Run Dawid and Skene aggregation model. It cut=True, runs it on the pruned dataset.

Parameters:

cut (bool, optional) – Run on full dataset or dataset pruned from lower WAUM tasks, defaults to False

make_step(data_j, batch)

One optimization step

Parameters:

batch (batch) –

Batch of tasks

Batch:
  • index 0: tasks \((x_i)_i\)

  • index 1: labels

  • index 2: tasks index \((i)_i\)

Returns:

Tuple with length, logits, targets, ground turths and index

Return type:

tuple

get_aum()

Records prediction scores of interest for the AUM during n_epoch training epochs for each worker

reset()

Reload the model and optimizer from the last checkpoint. The checkpoint path is ./temp/checkpoint_waum.pth. The classifier backbone is reset between each worker in this version of the WAUM.

get_psuccess(probas, pij)

From the classifier associated to worker j \(\mathcal{C}^{(j)}\), computes weights as:

\[s_i^{(j)}=\sum_{k=1}^K \sigma(\mathcal{C}^{(j)}(x_i))_k \pi^{(j)}_{k,k}\]

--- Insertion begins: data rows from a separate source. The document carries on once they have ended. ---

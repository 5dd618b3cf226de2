use super::{AssignmentId, Fields, FormFields, push, push_opt};
use chrono::NaiveDate;
use serde::{Deserialize, Serialize};

/// Attendance outcome, encoded by the backend as a small integer.
#[derive(Debug, Clone, Copy, PartialEq, Eq, Hash, Serialize, Deserialize)]
#[serde(try_from = "u8", into = "u8")]
pub enum AttendanceStatus {
    Absent,
    Present,
    Justified,
}

impl From<AttendanceStatus> for u8 {
    fn from(status: AttendanceStatus) -> Self {
        match status {
            AttendanceStatus::Absent => 0,
            AttendanceStatus::Present => 1,
            AttendanceStatus::Justified => 2,
        }
    }
}

impl TryFrom<u8> for AttendanceStatus {
    type Error = String;

    fn try_from(value: u8) -> Result<Self, Self::Error> {
        match value {
            0 => Ok(Self::Absent),
            1 => Ok(Self::Present),
            2 => Ok(Self::Justified),
            other => Err(format!("unknown attendance status {other}")),
        }
    }
}

impl std::fmt::Display for AttendanceStatus {
    fn fmt(&self, f: &mut std::fmt::Formatter<'_>) -> std::fmt::Result {
        write!(f, "{}", u8::from(*self))
    }
}

/// One attendance row ("asistencia").
#[derive(Debug, Clone, PartialEq, Eq, Serialize, Deserialize)]
pub struct AttendanceRecord {
    pub id: u64,
    pub person_dni: String,
    pub supervisor_dni: String,
    pub assignation_id: AssignmentId,
    pub user_id: u64,
    pub status: AttendanceStatus,
    /// `DD/MM/YYYY`
    pub day: String,
    #[serde(default)]
    pub person: String,
    #[serde(default)]
    pub supervisor: String,
}

/// Formats a date the way the backend stores attendance days.
pub fn format_day(date: NaiveDate) -> String {
    date.format("%d/%m/%Y").to_string()
}

/// Form for `POST /attendancies/`.
#[derive(Debug, Clone, PartialEq, Eq)]
pub struct NewAttendance {
    pub person_dni: String,
    pub supervisor_dni: String,
    pub assignation_id: AssignmentId,
    pub user_id: u64,
    pub status: AttendanceStatus,
    pub day: String,
}

impl FormFields for NewAttendance {
    fn form_fields(&self) -> Fields {
        let mut fields = Fields::new();
        push(&mut fields, "person_dni", &self.person_dni);
        push(&mut fields, "supervisor_dni", &self.supervisor_dni);
        push(&mut fields, "assignation_id", self.assignation_id);
        push(&mut fields, "user_id", self.user_id);
        push(&mut fields, "status", self.status);
        push(&mut fields, "day", &self.day);
        fields
    }
}

/// Form for `PUT /attendancies/{id}`. Only `Some` fields are sent.
#[derive(Debug, Clone, Default, PartialEq, Eq)]
pub struct AttendanceUpdate {
    pub person_dni: Option<String>,
    pub supervisor_dni: Option<String>,
    pub assignation_id: Option<AssignmentId>,
    pub user_id: Option<u64>,
    pub status: Option<AttendanceStatus>,
}

impl FormFields for AttendanceUpdate {
    fn form_fields(&self) -> Fields {
        let mut fields = Fields::new();
        push_opt(&mut fields, "person_dni", self.person_dni.as_ref());
        push_opt(&mut fields, "supervisor_dni", self.supervisor_dni.as_ref());
        if let Some(id) = self.assignation_id {
            push(&mut fields, "assignation_id", id);
        }
        if let Some(id) = self.user_id {
            push(&mut fields, "user_id", id);
        }
        if let Some(status) = self.status {
            push(&mut fields, "status", status);
        }
        fields
    }
}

If one wishes to modify the weight, they only need to modify this function.

Parameters:
  • probas (torch.Tensor) – Output predictions of neural network classifier

  • pij (torch.tensor) – Confusion matrix of worker j

Returns:

Weight in the WAUM

Return type:

torch.tensor

get_psi1_waum()

To use the original margin from Pleiss et al. (2020):

\[\sigma(\mathcal{C}^{(j)}(x_i))_{y_i^{(j)}} - \max_{k\neq y_i^{(j)}} \sigma(\mathcal{C}^{(j)}(x_i))_{k}\]
get_psi5_waum()

To use the margin for top-2 (or top-k):

\[\sigma(\mathcal{C}^{(j)}(x_i))_{y_i^{(j)}} - \sigma(\mathcal{C}^{(j)}(x_i))_{[2]}\]
cut_lowests(alpha=0.01)

Identify tasks with lowest WAUM

Parameters:

alpha (float, optional) – quantile for identification, defaults to 0.01

run(alpha=0.01)

Run WAUM identification and label aggregation using the cut-off hyperparameter alpha

Parameters:

alpha (float, optional) – WAUM quantile below which tasks are removed, defaults to 0.01

get_probas()

Get soft labels distribution for each task

Returns:

Weighted label frequency for each task

Return type:

numpy.ndarray(n_task, n_classes)

get_answers()

Argmax of soft labels, in this case corresponds to a majority vote

Returns:

Hard labels

Return type:

numpy.ndarray